START Dataset records

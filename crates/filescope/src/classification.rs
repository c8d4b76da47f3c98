//! Repository folder classification
//!
//! Loads the externally produced `classification,path` table and answers
//! "which tag, if any, applies to this path or its closest tagged ancestor".
//! Rows that cannot be parsed or resolved are dropped with a diagnostic.

use crate::error::Diagnostic;
use crate::types::{absolutize, RelPath, SourceRoot};
use serde::{Deserialize, Serialize, Serializer};
use std::collections::HashMap;
use std::fmt;
use std::io;
use std::path::{Path, PathBuf};
use tracing::{debug, warn};
use url::Url;

/// Tag describing the provenance of a folder
#[derive(Debug, Clone, PartialEq, Eq, Hash)]
pub enum Classification {
    External,
    Metadata,
    ThirdParty,
    Generated,
    Library,
    Test,
    Documentation,
    Other(String),
}

impl Classification {
    pub fn parse(tag: &str) -> Self {
        let tag = tag.trim();
        match tag.to_ascii_lowercase().as_str() {
            "external" => Classification::External,
            "metadata" => Classification::Metadata,
            "thirdparty" => Classification::ThirdParty,
            "generated" => Classification::Generated,
            "library" => Classification::Library,
            "test" => Classification::Test,
            "documentation" => Classification::Documentation,
            _ => Classification::Other(tag.to_string()),
        }
    }

    pub fn as_str(&self) -> &str {
        match self {
            Classification::External => "external",
            Classification::Metadata => "metadata",
            Classification::ThirdParty => "thirdparty",
            Classification::Generated => "generated",
            Classification::Library => "library",
            Classification::Test => "test",
            Classification::Documentation => "documentation",
            Classification::Other(tag) => tag,
        }
    }

    /// Only `external` and `metadata` folders are left out unless explicitly included.
    pub fn excludes_by_default(&self) -> bool {
        matches!(self, Classification::External | Classification::Metadata)
    }
}

impl fmt::Display for Classification {
    fn fmt(&self, f: &mut fmt::Formatter<'_>) -> fmt::Result {
        f.write_str(self.as_str())
    }
}

impl Serialize for Classification {
    fn serialize<S: Serializer>(&self, serializer: S) -> Result<S::Ok, S::Error> {
        serializer.serialize_str(self.as_str())
    }
}

/// One resolved row of the table
#[derive(Debug, Clone, PartialEq, Eq)]
pub struct ClassificationEntry {
    pub tag: Classification,
    /// Absolute path as written (URI decoded, lexically normalized)
    pub written: PathBuf,
    /// Fully resolved path
    pub canonical: PathBuf,
}

impl ClassificationEntry {
    /// Resolve a raw path column. Bare paths and `file:` URIs are accepted.
    pub fn resolve(tag: Classification, raw_path: &str) -> Result<Self, String> {
        let raw_path = raw_path.trim();
        if raw_path.is_empty() {
            return Err("empty path".to_string());
        }
        let path = if raw_path.starts_with("file:") {
            let url = Url::parse(raw_path).map_err(|e| format!("invalid URI: {}", e))?;
            url.to_file_path()
                .map_err(|_| "URI does not name a local file".to_string())?
        } else {
            PathBuf::from(raw_path)
        };
        let written = absolutize(&path).map_err(|e| format!("cannot absolutize: {}", e))?;
        let canonical = written
            .canonicalize()
            .map_err(|e| format!("cannot resolve: {}", e))?;
        Ok(Self {
            tag,
            written,
            canonical,
        })
    }
}

/// The tagged ancestor found for a lookup
#[derive(Debug, Clone, PartialEq, Eq)]
pub struct ClassifiedAncestor<'a> {
    pub tag: &'a Classification,
    /// The tagged folder, relative to the source root
    pub folder: RelPath,
}

#[derive(Debug, Deserialize)]
struct FolderRecord {
    classification: String,
    path: String,
}

/// Classification lookups bound to one source root
#[derive(Debug, Clone)]
pub struct ClassificationIndex {
    root: SourceRoot,
    canonical: HashMap<PathBuf, Classification>,
    written: HashMap<PathBuf, Classification>,
}

impl ClassificationIndex {
    pub fn empty(root: SourceRoot) -> Self {
        Self {
            root,
            canonical: HashMap::new(),
            written: HashMap::new(),
        }
    }

    /// Load a CSV file. A missing or unreadable file yields an empty index.
    pub fn load(csv_path: &Path, root: SourceRoot) -> (Self, Vec<Diagnostic>) {
        match std::fs::File::open(csv_path) {
            Ok(file) => Self::from_reader(file, root),
            Err(e) => {
                warn!(path = %csv_path.display(), error = %e, "Cannot read repository folders table");
                let diag = Diagnostic::new(
                    csv_path.display().to_string(),
                    format!("cannot read classification table: {}", e),
                );
                (Self::empty(root), vec![diag])
            }
        }
    }

    /// Parse CSV rows with a `classification,path` header.
    pub fn from_reader<R: io::Read>(reader: R, root: SourceRoot) -> (Self, Vec<Diagnostic>) {
        let mut index = Self::empty(root);
        let mut diagnostics = Vec::new();

        let mut rdr = csv::ReaderBuilder::new()
            .flexible(true)
            .trim(csv::Trim::All)
            .from_reader(reader);

        let has_columns = rdr
            .headers()
            .map(|h| h.iter().any(|c| c == "classification") && h.iter().any(|c| c == "path"))
            .unwrap_or(false);
        if !has_columns {
            warn!("Repository folders table has no classification,path header");
            diagnostics.push(Diagnostic::new(
                "<header>",
                "expected a 'classification,path' header",
            ));
            return (index, diagnostics);
        }

        for result in rdr.deserialize::<FolderRecord>() {
            let record = match result {
                Ok(record) => record,
                Err(e) => {
                    let line = e.position().map(|p| p.line()).unwrap_or(0);
                    warn!(line, error = %e, "Skipping malformed classification row");
                    diagnostics.push(Diagnostic::new(
                        format!("<line {}>", line),
                        format!("malformed row: {}", e),
                    ));
                    continue;
                }
            };

            let tag = Classification::parse(&record.classification);
            match ClassificationEntry::resolve(tag, &record.path) {
                Ok(entry) => index.insert(entry),
                Err(message) => {
                    warn!(path = %record.path, reason = %message, "Ignoring classification entry");
                    diagnostics.push(Diagnostic::new(record.path, message));
                }
            }
        }

        debug!(entries = index.len(), "Loaded classification index");
        (index, diagnostics)
    }

    /// Add an entry. The first entry for a path wins.
    pub fn insert(&mut self, entry: ClassificationEntry) {
        self.written
            .entry(entry.written)
            .or_insert_with(|| entry.tag.clone());
        self.canonical.entry(entry.canonical).or_insert(entry.tag);
    }

    pub fn len(&self) -> usize {
        self.canonical.len()
    }

    pub fn is_empty(&self) -> bool {
        self.canonical.is_empty()
    }

    pub fn root(&self) -> &SourceRoot {
        &self.root
    }

    /// Closest tagged folder at or above `path`, never looking above the root.
    pub fn classify(&self, path: &RelPath) -> Option<ClassifiedAncestor<'_>> {
        if self.canonical.is_empty() {
            return None;
        }
        for ancestor in path.ancestors() {
            let folder = RelPath::parse(ancestor).unwrap_or_default();
            let tag = self
                .canonical
                .get(&self.root.canonical_path(&folder))
                .or_else(|| self.written.get(&self.root.given_path(&folder)));
            if let Some(tag) = tag {
                return Some(ClassifiedAncestor { tag, folder });
            }
        }
        None
    }
}

#[cfg(test)]
mod tests {
    use super::*;
    use std::fs;
    use tempfile::TempDir;

    fn setup() -> (TempDir, SourceRoot) {
        let temp = TempDir::new().unwrap();
        let src = temp.path().join("src");
        fs::create_dir_all(src.join("foo").join("bar")).unwrap();
        fs::create_dir_all(src.join("node_modules").join("leftpad")).unwrap();
        fs::create_dir_all(src.join(".git")).unwrap();
        let root = SourceRoot::resolve(&src).unwrap();
        (temp, root)
    }

    fn rel(s: &str) -> RelPath {
        RelPath::parse(s).unwrap()
    }

    #[test]
    fn test_tags() {
        assert_eq!(Classification::parse(" External "), Classification::External);
        assert_eq!(Classification::parse("thirdparty"), Classification::ThirdParty);
        assert_eq!(
            Classification::parse(" Vendored-Docs "),
            Classification::Other("Vendored-Docs".to_string())
        );
        assert!(Classification::External.excludes_by_default());
        assert!(Classification::Metadata.excludes_by_default());
        assert!(!Classification::ThirdParty.excludes_by_default());
        assert!(!Classification::Other("x".to_string()).excludes_by_default());
    }

    #[test]
    fn test_load_bare_paths_and_uris() {
        let (_temp, root) = setup();
        let bar_uri = Url::from_directory_path(root.canonical.join("foo").join("bar")).unwrap();
        let csv = format!(
            "classification,path\nthirdparty,{}\nexternal,{}\nmetadata,{}\n",
            root.canonical.join("node_modules").display(),
            bar_uri,
            root.canonical.join(".git").display(),
        );

        let (index, diagnostics) = ClassificationIndex::from_reader(csv.as_bytes(), root);
        assert!(diagnostics.is_empty(), "{:?}", diagnostics);
        assert_eq!(index.len(), 3);

        let hit = index.classify(&rel("foo/bar/tst.js")).unwrap();
        assert_eq!(hit.tag, &Classification::External);
        assert_eq!(hit.folder, rel("foo/bar"));
        assert_eq!(
            index.classify(&rel("node_modules/leftpad/index.js")).unwrap().tag,
            &Classification::ThirdParty
        );
        assert_eq!(index.classify(&rel(".git")).unwrap().tag, &Classification::Metadata);
        assert!(index.classify(&rel("foo/tst.js")).is_none());
        assert!(index.classify(&rel("tst.js")).is_none());
    }

    #[test]
    fn test_closest_ancestor_wins() {
        let (_temp, root) = setup();
        let csv = format!(
            "classification,path\nexternal,{}\ngenerated,{}\n",
            root.canonical.join("foo").display(),
            root.canonical.join("foo").join("bar").display(),
        );
        let (index, _) = ClassificationIndex::from_reader(csv.as_bytes(), root);
        assert_eq!(
            index.classify(&rel("foo/bar/x.js")).unwrap().tag,
            &Classification::Generated
        );
        assert_eq!(index.classify(&rel("foo/x.js")).unwrap().tag, &Classification::External);
    }

    #[test]
    fn test_bad_rows_are_skipped() {
        let (_temp, root) = setup();
        let csv = format!(
            "classification,path\nexternal,no-such-path\nexternal,\nexternal,file://remotehost/share\nmetadata,{}\n",
            root.canonical.join(".git").display(),
        );
        let (index, diagnostics) = ClassificationIndex::from_reader(csv.as_bytes(), root);
        assert_eq!(index.len(), 1);
        assert_eq!(diagnostics.len(), 3);
        assert_eq!(diagnostics[0].path, "no-such-path");
    }

    #[test]
    fn test_missing_header() {
        let (_temp, root) = setup();
        let csv = "tag,folder\nexternal,/tmp\n";
        let (index, diagnostics) = ClassificationIndex::from_reader(csv.as_bytes(), root);
        assert!(index.is_empty());
        assert_eq!(diagnostics.len(), 1);
    }

    #[test]
    fn test_missing_file_is_not_fatal() {
        let (temp, root) = setup();
        let (index, diagnostics) =
            ClassificationIndex::load(&temp.path().join("repositoryFolders.csv"), root);
        assert!(index.is_empty());
        assert_eq!(diagnostics.len(), 1);
    }

    #[test]
    fn test_lookup_never_climbs_above_root() {
        let (temp, root) = setup();
        let csv = format!("classification,path\nexternal,{}\n", temp.path().display());
        let (index, _) = ClassificationIndex::from_reader(csv.as_bytes(), root);
        assert_eq!(index.len(), 1);
        assert!(index.classify(&rel("foo/bar/x.js")).is_none());
    }

    #[cfg(unix)]
    #[test]
    fn test_entries_through_symlinked_root() {
        // Table written against a symlinked spelling of the root still applies.
        let (temp, root) = setup();
        let alias = temp.path().join("alias");
        std::os::unix::fs::symlink(&root.canonical, &alias).unwrap();

        let csv = format!("classification,path\nexternal,{}\n", alias.join("foo").display());
        let (index, diagnostics) = ClassificationIndex::from_reader(csv.as_bytes(), root);
        assert!(diagnostics.is_empty());
        assert_eq!(index.classify(&rel("foo/tst.js")).unwrap().tag, &Classification::External);
    }

    #[cfg(unix)]
    #[test]
    fn test_written_spelling_matches_given_root() {
        let (temp, _) = setup();
        let alias = temp.path().join("alias");
        std::os::unix::fs::symlink(temp.path().join("src"), &alias).unwrap();
        let root = SourceRoot::resolve(&alias).unwrap();
        assert_ne!(root.canonical, root.given);

        let entry = ClassificationEntry::resolve(
            Classification::Metadata,
            &alias.join(".git").display().to_string(),
        )
        .unwrap();
        assert_eq!(entry.written, alias.join(".git"));

        let mut index = ClassificationIndex::empty(root);
        index.insert(ClassificationEntry {
            // Canonical side deliberately unmatched: only the written form can hit.
            canonical: PathBuf::from("/nonexistent/.git"),
            ..entry
        });
        assert_eq!(index.classify(&rel(".git/config")).unwrap().tag, &Classification::Metadata);
    }
}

END Dataset records

* **Assignment**:
Establish how many lines of the material above hold the word "Library". Nothing but the count should be returned.

* **Expected answer**:
3